[Work order]:
From the entries below, reproduce exactly the line containing "use std::net::SocketAddr;", the line containing "pub struct ServerConfig", and every line in between, with nothing added.

═════ Records supplied

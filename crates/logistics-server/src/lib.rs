//! Logistics server: the HTTP report endpoint and the operator CLI

pub mod admin;
pub mod cli;
pub mod http;

use logistics_core::{
    paths, ClientRegistry, Database, LogisticsConfig, PdfConverter, PdfService, ReportRenderer,
    RequestLedger, Result, ShipmentTracker,
};
use std::sync::Arc;

/// Services shared by the HTTP handlers and the CLI commands
#[derive(Clone)]
pub struct AppContext {
    pub config: Arc<LogisticsConfig>,
    pub registry: Arc<ClientRegistry>,
    pub ledger: Arc<RequestLedger>,
    pub tracker: Arc<ShipmentTracker>,
    pub renderer: Arc<ReportRenderer>,
    pub converter: Arc<dyn PdfConverter>,
}

impl AppContext {
    /// Wire every service to the database and the configured PDF service
    pub fn new(config: LogisticsConfig, db: Database) -> Result<Self> {
        let converter = Arc::new(PdfService::new(config.pdf_service.clone())?);
        Self::with_converter(config, db, converter)
    }

    pub fn with_converter(
        config: LogisticsConfig,
        db: Database,
        converter: Arc<dyn PdfConverter>,
    ) -> Result<Self> {
        let mut renderer = ReportRenderer::new(db.clone(), converter.clone())?;

        let template_override = paths::request_template_path();
        if template_override.is_file() {
            renderer = renderer.with_template_file(&template_override)?;
        }

        Ok(Self {
            config: Arc::new(config),
            registry: Arc::new(ClientRegistry::new(db.clone())),
            ledger: Arc::new(RequestLedger::new(db.clone())),
            tracker: Arc::new(ShipmentTracker::new(db)),
            renderer: Arc::new(renderer),
            converter,
        })
    }
}
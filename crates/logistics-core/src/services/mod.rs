//! Service modules for business logic

pub mod report_renderer;

pub use report_renderer::{report_filename, RenderedReport, ReportRenderer};
//! Configuration management for the logistics system

use crate::error::{LogisticsError, Result};
use serde::{Deserialize, Serialize};
use std::net::SocketAddr;
use std::path::Path;

/// Prefix of environment overrides, e.g. `LOGISTICS__PDF_SERVICE__BASE_URL`
pub const ENV_PREFIX: &str = "LOGISTICS";

/// Main configuration structure
#[derive(Debug, Clone, Default, Serialize, Deserialize)]
#[serde(default)]
pub struct LogisticsConfig {
    pub server: ServerConfig,
    pub database: DatabaseConfig,
    pub pdf_service: PdfServiceConfig,
}

#[derive(Debug, Clone, Serialize, Deserialize)]
#[serde(default)]
pub struct ServerConfig {
    #[serde(alias = "bind")]
    pub bind_address: String,
}

impl Default for ServerConfig {
    fn default() -> Self {
        Self {
            bind_address: "0.0.0.0:8000".to_string(),
        }
    }
}

#[derive(Debug, Clone, Serialize, Deserialize)]
#[serde(default)]
pub struct DatabaseConfig {
    pub pool_size: u32,
    pub busy_timeout_ms: u64,
}

impl Default for DatabaseConfig {
    fn default() -> Self {
        Self {
            pool_size: 8,
            busy_timeout_ms: 5000,
        }
    }
}

/// HTML to PDF conversion service (Gotenberg-compatible)
#[derive(Debug, Clone, Serialize, Deserialize)]
#[serde(default)]
pub struct PdfServiceConfig {
    #[serde(alias = "url")]
    pub base_url: String,

    pub convert_path: String,

    pub timeout_secs: u64,
}

impl Default for PdfServiceConfig {
    fn default() -> Self {
        Self {
            base_url: "http://localhost:3000".to_string(),
            convert_path: "/forms/chromium/convert/html".to_string(),
            timeout_secs: 60,
        }
    }
}

impl LogisticsConfig {
    /// Load configuration from a JSON file, then apply `LOGISTICS__*` environment overrides.
    /// A missing file is not an error: defaults plus environment are used.
    pub fn from_file<P: AsRef<Path>>(path: P) -> Result<Self> {
        let path = path.as_ref();
        if !path.exists() {
            log::warn!("Config file {} not found, using defaults", path.display());
        }

        let config: Self = config::Config::builder()
            .add_source(
                config::File::from(path)
                    .format(config::FileFormat::Json)
                    .required(false),
            )
            .add_source(
                config::Environment::with_prefix(ENV_PREFIX)
                    .separator("__")
                    .try_parsing(true),
            )
            .build()
            .and_then(|c| c.try_deserialize())
            .map_err(|e| LogisticsError::Config(format!("Failed to load config: {}", e)))?;

        config.validate()?;
        Ok(config)
    }

    /// Load configuration from a JSON string
    pub fn from_json_str(json: &str) -> Result<Self> {
        let config: Self = serde_json::from_str(json)
            .map_err(|e| LogisticsError::Config(format!("Failed to parse config: {}", e)))?;

        config.validate()?;
        Ok(config)
    }

    pub fn bind_address(&self) -> Result<SocketAddr> {
        self.server.bind_address.parse().map_err(|e| {
            LogisticsError::Config(format!(
                "Invalid bind address '{}': {}",
                self.server.bind_address, e
            ))
        })
    }

    /// Validate the configuration
    pub fn validate(&self) -> Result<()> {
        self.bind_address()?;

        if self.database.pool_size == 0 {
            return Err(LogisticsError::Config(
                "Database pool_size must be at least 1".to_string(),
            ));
        }

        if self.pdf_service.base_url.trim().is_empty() {
            return Err(LogisticsError::Config(
                "PDF service base_url is required".to_string(),
            ));
        }

        if !self.pdf_service.convert_path.starts_with('/') {
            return Err(LogisticsError::Config(
                "PDF service convert_path must start with '/'".to_string(),
            ));
        }

        Ok(())
    }
}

══════════

[Expected answer]:
use std::net::SocketAddr;
use std::path::Path;

/// Prefix of environment overrides, e.g. `LOGISTICS__PDF_SERVICE__BASE_URL`
pub const ENV_PREFIX: &str = "LOGISTICS";

/// Main configuration structure
#[derive(Debug, Clone, Default, Serialize, Deserialize)]
#[serde(default)]
pub struct LogisticsConfig {
    pub server: ServerConfig,
    pub database: DatabaseConfig,
    pub pdf_service: PdfServiceConfig,
}

#[derive(Debug, Clone, Serialize, Deserialize)]
#[serde(default)]
pub struct ServerConfig {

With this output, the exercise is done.